▸ **Given data**:
☆ ☆ ☆ ☆
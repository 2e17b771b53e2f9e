//! Raw status acquisition.
//!
//! A [`StatusSource`] performs exactly one round-trip per call, either by
//! running the cluster admin tool or by querying the REST status API. There
//! are no retries here: a failed fetch fails the poll, and the next interval
//! is the retry.

use std::path::PathBuf;
use std::process::Stdio;
use std::sync::Arc;
use std::time::Duration;

use async_trait::async_trait;
use reqwest::header::{ACCEPT, CONTENT_TYPE};
use serde_json::Value;
use tokio::process::Command;

use crate::config::{CollectorConfig, SourceConfig};
use crate::error::{CollectError, CollectResult};
use crate::facet::Query;

const JSON_MIME: &str = "application/json";

/// One status round-trip against the cluster.
#[async_trait]
pub trait StatusSource: Send + Sync {
    /// Fetch the raw JSON document for `query`. `Value::Null` means the
    /// cluster answered with nothing; the parser turns that into an
    /// empty-payload failure.
    async fn fetch(&self, query: Query) -> CollectResult<Value>;
}

/// Build the source selected by the configuration.
pub fn from_config(config: &CollectorConfig) -> CollectResult<Arc<dyn StatusSource>> {
    let timeout = config.timeout();
    match &config.source {
        SourceConfig::Tool { binary, extra_args } => Ok(Arc::new(
            CephTool::new(binary.clone(), config.cluster.clone(), timeout)
                .with_extra_args(extra_args.clone()),
        )),
        SourceConfig::Rest { host, port } => Ok(Arc::new(RestApi::new(host, *port, timeout)?)),
    }
}

/// Runs `<binary> [extra args] <subcommand> --format json --cluster <name>`.
#[derive(Debug, Clone)]
pub struct CephTool {
    binary: PathBuf,
    extra_args: Vec<String>,
    cluster: String,
    timeout: Duration,
}

impl CephTool {
    /// Create a source that runs `binary` against `cluster`.
    pub fn new(binary: impl Into<PathBuf>, cluster: impl Into<String>, timeout: Duration) -> Self {
        Self {
            binary: binary.into(),
            extra_args: Vec::new(),
            cluster: cluster.into(),
            timeout,
        }
    }

    /// Arguments placed before the subcommand, e.g. `--id` or `--keyring`.
    pub fn with_extra_args(mut self, extra_args: Vec<String>) -> Self {
        self.extra_args = extra_args;
        self
    }

    fn args(&self, query: Query) -> Vec<&str> {
        let mut args: Vec<&str> = self.extra_args.iter().map(String::as_str).collect();
        args.extend_from_slice(query.tool_args());
        args.extend_from_slice(&["--format", "json", "--cluster", self.cluster.as_str()]);
        args
    }

    fn command_line(&self, query: Query) -> String {
        let mut line = self.binary.display().to_string();
        for arg in self.args(query) {
            line.push(' ');
            line.push_str(arg);
        }
        line
    }
}

#[async_trait]
impl StatusSource for CephTool {
    async fn fetch(&self, query: Query) -> CollectResult<Value> {
        let command = self.command_line(query);
        let mut cmd = Command::new(&self.binary);
        cmd.args(self.args(query))
            .stdin(Stdio::null())
            .kill_on_drop(true);

        tracing::debug!(command = %command, "running admin tool");

        let output = match tokio::time::timeout(self.timeout, cmd.output()).await {
            Ok(Ok(output)) => output,
            Ok(Err(e)) => return Err(CollectError::tool(command, e.to_string())),
            Err(_) => return Err(CollectError::tool(command, CollectError::timed_out(self.timeout))),
        };

        if !output.status.success() {
            let stderr = String::from_utf8_lossy(&output.stderr);
            return Err(CollectError::tool(
                command,
                format!("{}: {}", output.status, stderr.trim()),
            ));
        }

        if output.stdout.iter().all(u8::is_ascii_whitespace) {
            return Ok(Value::Null);
        }

        serde_json::from_slice(&output.stdout)
            .map_err(|e| CollectError::tool(command, format!("output is not JSON: {e}")))
    }
}

/// Queries `http://<host>:<port>/api/v0.1/<path>` and unwraps the `output`
/// envelope.
#[derive(Debug, Clone)]
pub struct RestApi {
    client: reqwest::Client,
    base_url: String,
}

impl RestApi {
    /// Build a client for `http://host:port/api/v0.1`.
    pub fn new(host: &str, port: u16, timeout: Duration) -> CollectResult<Self> {
        let base_url = format!("http://{host}:{port}/api/v0.1");
        let client = reqwest::Client::builder()
            .timeout(timeout)
            .no_proxy()
            .build()
            .map_err(|e| CollectError::http(base_url.clone(), e))?;
        Ok(Self { client, base_url })
    }

    /// Return the endpoint URL for `query`.
    pub fn url(&self, query: Query) -> String {
        format!("{}/{}", self.base_url, query.rest_path())
    }
}

#[async_trait]
impl StatusSource for RestApi {
    async fn fetch(&self, query: Query) -> CollectResult<Value> {
        let url = self.url(query);
        tracing::debug!(url = %url, "querying status API");

        let response = self
            .client
            .get(&url)
            .header(ACCEPT, JSON_MIME)
            .send()
            .await
            .map_err(|e| CollectError::http(url.clone(), e))?;

        let status = response.status();
        if !status.is_success() {
            return Err(CollectError::http(url, format!("status {status}")));
        }

        let content_type = response
            .headers()
            .get(CONTENT_TYPE)
            .and_then(|v| v.to_str().ok())
            .unwrap_or_default()
            .to_string();
        // Media types are case-insensitive.
        if !content_type.to_ascii_lowercase().starts_with(JSON_MIME) {
            return Err(CollectError::http(
                url,
                format!("expected {JSON_MIME}, got {content_type:?}"),
            ));
        }

        let body = response
            .bytes()
            .await
            .map_err(|e| CollectError::http(url.clone(), e))?;
        let mut body: Value = serde_json::from_slice(&body)
            .map_err(|e| CollectError::http(url.clone(), format!("body is not JSON: {e}")))?;

        match body.get_mut("output") {
            Some(output) => Ok(output.take()),
            None => Err(CollectError::schema(query, "response has no `output` key")),
        }
    }
}

#[cfg(test)]
mod tests {
    use super::*;
    use serde_json::json;
    use tokio::io::{AsyncReadExt, AsyncWriteExt};
    use tokio::net::TcpListener;

    fn sh(script: &str, timeout: Duration) -> CephTool {
        // `sh -c <script> ceph <subcommand...>`: the subcommand lands in $@.
        CephTool::new("sh", "prod", timeout)
            .with_extra_args(vec!["-c".into(), script.into(), "ceph".into()])
    }

    #[test]
    fn test_tool_command_line() {
        let tool = CephTool::new("/usr/bin/ceph", "prod", Duration::from_secs(1))
            .with_extra_args(vec!["--id".into(), "admin".into()]);
        assert_eq!(
            tool.command_line(Query::PoolStats),
            "/usr/bin/ceph --id admin osd pool stats --format json --cluster prod"
        );
    }

    #[tokio::test]
    async fn test_tool_passes_subcommand_and_cluster() {
        let tool = sh(r#"printf '{"argv":"%s"}' "$*""#, Duration::from_secs(5));
        let value = tool.fetch(Query::MonDump).await.unwrap();
        assert_eq!(value, json!({"argv": "mon dump --format json --cluster prod"}));
    }

    #[tokio::test]
    async fn test_tool_nonzero_exit() {
        let tool = sh("echo 'cluster unreachable' >&2; exit 3", Duration::from_secs(5));
        let err = tool.fetch(Query::OsdDump).await.unwrap_err();
        assert_eq!(err.kind(), "ToolInvocationError");
        assert!(err.to_string().contains("cluster unreachable"));
    }

    #[tokio::test]
    async fn test_tool_timeout() {
        let tool = sh("sleep 5", Duration::from_millis(200));
        let err = tool.fetch(Query::PgDump).await.unwrap_err();
        assert_eq!(err.kind(), "ToolInvocationError");
        assert!(err.to_string().contains("timed out"));
    }

    #[tokio::test]
    async fn test_tool_unparsable_output() {
        let tool = sh("echo 'HEALTH_OK'", Duration::from_secs(5));
        let err = tool.fetch(Query::Df).await.unwrap_err();
        assert_eq!(err.kind(), "ToolInvocationError");
    }

    #[tokio::test]
    async fn test_tool_missing_binary() {
        let tool = CephTool::new("/nonexistent/ceph", "prod", Duration::from_secs(1));
        let err = tool.fetch(Query::Df).await.unwrap_err();
        assert_eq!(err.kind(), "ToolInvocationError");
    }

    #[tokio::test]
    async fn test_tool_silent_output_is_null() {
        let tool = sh("true", Duration::from_secs(5));
        assert_eq!(tool.fetch(Query::MonDump).await.unwrap(), Value::Null);
    }

    /// Answer one HTTP request with a canned response and hand back the raw
    /// request text.
    async fn serve_once(
        status: &'static str,
        content_type: &'static str,
        body: String,
    ) -> (u16, tokio::task::JoinHandle<String>) {
        let listener = TcpListener::bind("127.0.0.1:0").await.unwrap();
        let port = listener.local_addr().unwrap().port();
        let handle = tokio::spawn(async move {
            let (mut socket, _) = listener.accept().await.unwrap();
            let mut request = Vec::new();
            let mut buf = [0u8; 1024];
            while !request.windows(4).any(|w| w == b"\r\n\r\n") {
                let n = socket.read(&mut buf).await.unwrap();
                if n == 0 {
                    break;
                }
                request.extend_from_slice(&buf[..n]);
            }
            let response = format!(
                "HTTP/1.1 {status}\r\nContent-Type: {content_type}\r\nContent-Length: {}\r\nConnection: close\r\n\r\n{body}",
                body.len()
            );
            socket.write_all(response.as_bytes()).await.unwrap();
            let _ = socket.shutdown().await;
            String::from_utf8_lossy(&request).into_owned()
        });
        (port, handle)
    }

    #[tokio::test]
    async fn test_rest_unwraps_output() {
        let body = json!({"status": "OK", "output": {"mons": [], "quorum": []}}).to_string();
        let (port, server) = serve_once("200 OK", "application/json", body).await;

        let api = RestApi::new("127.0.0.1", port, Duration::from_secs(5)).unwrap();
        let value = api.fetch(Query::MonDump).await.unwrap();
        assert_eq!(value, json!({"mons": [], "quorum": []}));

        let request = server.await.unwrap();
        assert!(request.starts_with("GET /api/v0.1/mon/dump HTTP/1.1"));
        assert!(request.to_ascii_lowercase().contains("accept: application/json"));
    }

    #[tokio::test]
    async fn test_rest_pool_stats_path() {
        let body = json!({"output": []}).to_string();
        let (port, server) = serve_once("200 OK", "application/json; charset=utf-8", body).await;

        let api = RestApi::new("127.0.0.1", port, Duration::from_secs(5)).unwrap();
        assert_eq!(api.fetch(Query::PoolStats).await.unwrap(), json!([]));
        assert!(server.await.unwrap().starts_with("GET /api/v0.1/osd/pool/stats "));
    }

    #[tokio::test]
    async fn test_rest_content_type_is_case_insensitive() {
        let body = json!({"output": {"osds": []}}).to_string();
        let (port, _server) = serve_once("200 OK", "Application/JSON; Charset=UTF-8", body).await;

        let api = RestApi::new("127.0.0.1", port, Duration::from_secs(5)).unwrap();
        assert_eq!(api.fetch(Query::OsdDump).await.unwrap(), json!({"osds": []}));
    }

    #[tokio::test]
    async fn test_rest_server_error() {
        let (port, _server) =
            serve_once("500 Internal Server Error", "application/json", "{}".into()).await;
        let api = RestApi::new("127.0.0.1", port, Duration::from_secs(5)).unwrap();
        let err = api.fetch(Query::OsdDump).await.unwrap_err();
        assert_eq!(err.kind(), "HttpError");
        assert!(err.to_string().contains("500"));
    }

    #[tokio::test]
    async fn test_rest_rejects_non_json_content_type() {
        let (port, _server) = serve_once("200 OK", "text/html", "<html></html>".into()).await;
        let api = RestApi::new("127.0.0.1", port, Duration::from_secs(5)).unwrap();
        let err = api.fetch(Query::Df).await.unwrap_err();
        assert_eq!(err.kind(), "HttpError");
    }

    #[tokio::test]
    async fn test_rest_missing_output_key() {
        let body = json!({"status": "OK"}).to_string();
        let (port, _server) = serve_once("200 OK", "application/json", body).await;
        let api = RestApi::new("127.0.0.1", port, Duration::from_secs(5)).unwrap();
        let err = api.fetch(Query::Df).await.unwrap_err();
        assert_eq!(err.kind(), "SchemaError");
    }

    #[tokio::test]
    async fn test_rest_connection_refused() {
        let port = {
            let listener = TcpListener::bind("127.0.0.1:0").await.unwrap();
            listener.local_addr().unwrap().port()
        };
        let api = RestApi::new("127.0.0.1", port, Duration::from_secs(5)).unwrap();
        let err = api.fetch(Query::MonDump).await.unwrap_err();
        assert_eq!(err.kind(), "HttpError");
    }

    #[tokio::test]
    async fn test_rest_timeout() {
        let listener = TcpListener::bind("127.0.0.1:0").await.unwrap();
        let port = listener.local_addr().unwrap().port();
        let _server = tokio::spawn(async move {
            let (socket, _) = listener.accept().await.unwrap();
            tokio::time::sleep(Duration::from_secs(10)).await;
            drop(socket);
        });

        let api = RestApi::new("127.0.0.1", port, Duration::from_millis(200)).unwrap();
        let err = api.fetch(Query::PgDump).await.unwrap_err();
        assert_eq!(err.kind(), "HttpError");
    }
}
☆ ☆ ☆ ☆
▸ **Exercise details**: Whenever a line in the records above contains the string "sleep", copy that line.

▸ **Exercise answer**:
        let tool = sh("sleep 5", Duration::from_millis(200));
            tokio::time::sleep(Duration::from_secs(10)).await;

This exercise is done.